C’est cette réalité que nous fait découvrir la réalisatrice américano-iranienne Rayka Zehtabchi. Le documentaire « Les règles de notre liberté » montre l’arrivée d’une machine à fabriquer des serviettes, véritable révolution dans le village. Progressivement, la parole se libère. Une petite entreprise de production gérée uniquement par des femmes se développe : des milliers de serviettes hygiéniques sont fabriquées puis vendues. Le nom choisi : Fly, symbole de leur envol, le prix de leur liberté et de leur émancipation. Pour certaines femmes d’ailleurs, c’est la première fois qu’elles ont un travail rémunéré. Sneba, elle, veut entrer dans la police ; l’argent qu’elle touche de la vente des protections hygiéniques lui permet de financer ses études.

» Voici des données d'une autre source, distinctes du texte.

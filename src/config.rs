//! Environment-driven application configuration.

use std::env;
use std::time::Duration;
use tracing::info;

/// Application configuration, loaded once at startup.
#[derive(Debug, Clone)]
pub struct AppConfig {
    /// Address to bind the HTTP server to
    pub host: String,
    /// Port to bind the HTTP server to
    pub port: u16,
    /// Path to the SQLite database file
    pub db_path: String,
    /// API key for the extraction model
    pub gemini_api_key: String,
    /// Model identifier override
    pub gemini_model: Option<String>,
    /// Extraction request deadline override, in seconds
    pub extraction_timeout: Option<Duration>,
}

impl AppConfig {
    /// Loads configuration from the environment.
    ///
    /// `GEMINI_API_KEY` is required; everything else has a default:
    /// `HOST` (127.0.0.1), `PORT` (8081), `TICKTER_DB_PATH` (tickter.db),
    /// `GEMINI_MODEL`, `EXTRACTION_TIMEOUT_SECS`.
    pub fn from_env() -> Result<Self, ConfigError> {
        let gemini_api_key = env::var("GEMINI_API_KEY")
            .map_err(|_| ConfigError::MissingVar("GEMINI_API_KEY"))?;

        let host = env_or("HOST", "127.0.0.1");
        let port = env_parsed("PORT", 8081)?;
        let db_path = env_or("TICKTER_DB_PATH", "tickter.db");
        let gemini_model = env::var("GEMINI_MODEL").ok();
        let extraction_timeout = match env::var("EXTRACTION_TIMEOUT_SECS") {
            Ok(raw) => Some(Duration::from_secs(raw.parse().map_err(|_| {
                ConfigError::InvalidVar("EXTRACTION_TIMEOUT_SECS")
            })?)),
            Err(_) => None,
        };

        info!(host = %host, port, db_path = %db_path, "Configuration loaded");

        Ok(Self {
            host,
            port,
            db_path,
            gemini_api_key,
            gemini_model,
            extraction_timeout,
        })
    }
}

fn env_or(key: &str, default: &str) -> String {
    env::var(key).unwrap_or_else(|_| {
        info!("{key} not set, using default: {default}");
        default.to_string()
    })
}

fn env_parsed<T: std::str::FromStr>(key: &'static str, default: T) -> Result<T, ConfigError> {
    match env::var(key) {
        Ok(raw) => raw.parse().map_err(|_| ConfigError::InvalidVar(key)),
        Err(_) => Ok(default),
    }
}

/// Configuration loading failures.
#[derive(Debug, thiserror::Error)]
pub enum ConfigError {
    #[error("Missing required environment variable: {0}")]
    MissingVar(&'static str),

    #[error("Environment variable {0} has an invalid value")]
    InvalidVar(&'static str),
}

Ce documentaire s’inscrit dans un projet plus vaste initié par Melissa Berton,une professeure dans un lycée privé d’Oakwood à Los Angeles. Il y a trois ans, elle lance avec ses élèves le Pad Project. L ’objectif : récolter des fonds pour envoyer dans le village rural de Kathikhera, une machine à fabriquer des serviettes hygiéniques bon marché et une réalisatrice pour en revenir avec un documentaire. Cette machine, elle est fabriquée par Arunachalam Muruganantham , un homme qui a changé la vie de centaines de milliers d’Indiennes en mettant au point une machine qui leur permet de fabriquer elles-mêmes des serviettes hygiéniques qui coûtent trois fois moins cher.
Sans tomber dans le pathos, « Les règles de notre liberté » brise un tabou mais nous prouve aussi que des solutions existent. Un message plein d’optimisme même si le chemin est encore long.
- « Les règles de notre liberté », documentaire de 25 mn, diffusé sur Netflix.
- Pour soutenir le projet, c’est ici.
1 commentaire
Les commentaires sont fermés.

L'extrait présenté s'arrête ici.